> [What to do]
Of the entries below, return exactly those lines that fall between the one containing "Err(e) => Err(SettingsReadError::Io" and the one containing "host member's execution", the two end lines included.

> [Recorded information]

——————————

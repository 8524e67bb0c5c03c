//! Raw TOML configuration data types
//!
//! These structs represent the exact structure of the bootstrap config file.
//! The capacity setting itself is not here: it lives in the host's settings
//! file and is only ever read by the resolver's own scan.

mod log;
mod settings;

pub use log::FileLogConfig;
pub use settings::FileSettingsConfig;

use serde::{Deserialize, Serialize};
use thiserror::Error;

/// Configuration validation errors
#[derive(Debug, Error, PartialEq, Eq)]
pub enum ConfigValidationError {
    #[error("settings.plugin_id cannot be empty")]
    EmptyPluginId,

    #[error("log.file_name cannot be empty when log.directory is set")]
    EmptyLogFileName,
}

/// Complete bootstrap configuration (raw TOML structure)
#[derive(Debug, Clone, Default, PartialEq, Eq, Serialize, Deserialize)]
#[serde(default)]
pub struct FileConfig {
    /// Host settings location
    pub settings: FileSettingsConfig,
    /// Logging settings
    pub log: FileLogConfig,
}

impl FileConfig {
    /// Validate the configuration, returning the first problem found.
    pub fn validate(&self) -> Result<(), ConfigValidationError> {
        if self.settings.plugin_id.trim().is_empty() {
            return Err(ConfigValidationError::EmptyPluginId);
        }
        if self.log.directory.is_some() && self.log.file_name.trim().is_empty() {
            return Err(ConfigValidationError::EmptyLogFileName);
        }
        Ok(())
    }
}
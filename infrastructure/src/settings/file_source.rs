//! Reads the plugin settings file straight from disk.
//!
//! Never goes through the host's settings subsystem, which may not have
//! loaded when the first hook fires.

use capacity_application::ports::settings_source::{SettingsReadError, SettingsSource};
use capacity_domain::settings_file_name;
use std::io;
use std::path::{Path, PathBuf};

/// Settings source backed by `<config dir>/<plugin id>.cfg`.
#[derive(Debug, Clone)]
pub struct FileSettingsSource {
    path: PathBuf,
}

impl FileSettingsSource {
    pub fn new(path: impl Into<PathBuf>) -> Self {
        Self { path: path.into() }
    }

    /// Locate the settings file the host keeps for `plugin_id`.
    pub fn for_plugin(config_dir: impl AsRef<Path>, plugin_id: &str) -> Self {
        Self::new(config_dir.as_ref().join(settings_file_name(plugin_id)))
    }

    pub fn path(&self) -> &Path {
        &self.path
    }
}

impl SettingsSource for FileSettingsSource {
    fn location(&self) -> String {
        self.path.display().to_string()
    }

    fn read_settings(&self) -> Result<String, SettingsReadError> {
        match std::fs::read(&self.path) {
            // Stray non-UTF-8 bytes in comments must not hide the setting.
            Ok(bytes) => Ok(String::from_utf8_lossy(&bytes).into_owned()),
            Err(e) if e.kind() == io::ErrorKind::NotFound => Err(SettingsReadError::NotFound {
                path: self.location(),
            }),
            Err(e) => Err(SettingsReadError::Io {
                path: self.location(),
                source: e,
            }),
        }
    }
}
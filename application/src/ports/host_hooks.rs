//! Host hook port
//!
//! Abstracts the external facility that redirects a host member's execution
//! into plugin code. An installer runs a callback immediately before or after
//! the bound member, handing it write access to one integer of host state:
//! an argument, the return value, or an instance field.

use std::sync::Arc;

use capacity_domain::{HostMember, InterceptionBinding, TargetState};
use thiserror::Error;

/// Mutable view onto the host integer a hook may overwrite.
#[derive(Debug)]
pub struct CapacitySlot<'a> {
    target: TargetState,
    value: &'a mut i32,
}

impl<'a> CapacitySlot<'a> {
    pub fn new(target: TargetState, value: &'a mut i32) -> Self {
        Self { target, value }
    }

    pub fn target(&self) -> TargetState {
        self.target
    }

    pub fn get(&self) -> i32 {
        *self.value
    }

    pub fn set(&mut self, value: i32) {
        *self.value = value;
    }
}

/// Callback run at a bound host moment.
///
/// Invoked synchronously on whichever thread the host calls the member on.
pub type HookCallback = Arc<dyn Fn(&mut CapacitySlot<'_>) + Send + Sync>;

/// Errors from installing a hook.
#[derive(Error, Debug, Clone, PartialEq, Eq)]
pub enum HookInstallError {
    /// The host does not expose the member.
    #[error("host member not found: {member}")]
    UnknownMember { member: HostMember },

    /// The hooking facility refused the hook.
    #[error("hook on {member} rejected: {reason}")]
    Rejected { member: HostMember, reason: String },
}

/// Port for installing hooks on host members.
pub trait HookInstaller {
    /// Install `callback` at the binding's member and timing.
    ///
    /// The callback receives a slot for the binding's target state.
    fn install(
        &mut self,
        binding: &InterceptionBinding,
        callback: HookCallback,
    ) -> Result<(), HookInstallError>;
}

——————————

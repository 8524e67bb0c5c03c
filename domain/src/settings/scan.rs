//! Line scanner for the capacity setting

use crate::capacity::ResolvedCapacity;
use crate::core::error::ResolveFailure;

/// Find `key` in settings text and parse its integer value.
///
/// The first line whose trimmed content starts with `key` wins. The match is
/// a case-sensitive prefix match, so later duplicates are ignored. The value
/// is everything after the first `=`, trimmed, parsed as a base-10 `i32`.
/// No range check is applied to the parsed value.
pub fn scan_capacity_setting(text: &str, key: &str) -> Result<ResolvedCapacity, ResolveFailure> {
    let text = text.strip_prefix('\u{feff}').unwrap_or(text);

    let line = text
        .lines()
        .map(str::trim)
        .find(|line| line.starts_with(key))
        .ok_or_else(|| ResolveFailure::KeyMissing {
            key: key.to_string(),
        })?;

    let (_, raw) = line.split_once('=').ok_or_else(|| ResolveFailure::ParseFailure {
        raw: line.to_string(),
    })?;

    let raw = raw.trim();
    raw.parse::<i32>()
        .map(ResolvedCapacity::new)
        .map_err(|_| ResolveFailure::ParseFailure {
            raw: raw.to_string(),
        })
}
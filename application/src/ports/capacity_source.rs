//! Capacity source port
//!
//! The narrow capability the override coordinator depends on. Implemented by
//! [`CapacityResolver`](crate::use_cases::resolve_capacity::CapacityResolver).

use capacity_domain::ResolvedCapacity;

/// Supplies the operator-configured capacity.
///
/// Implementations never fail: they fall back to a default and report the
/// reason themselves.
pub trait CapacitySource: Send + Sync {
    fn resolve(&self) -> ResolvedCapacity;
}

——————————

> [Reply to the exercise]
            Err(e) => Err(SettingsReadError::Io {
                path: self.location(),
                source: e,
            }),
        }
    }
}
filename application/src/ports/host_hooks.rs
//! Host hook port
//!
//! Abstracts the external facility that redirects a host member's execution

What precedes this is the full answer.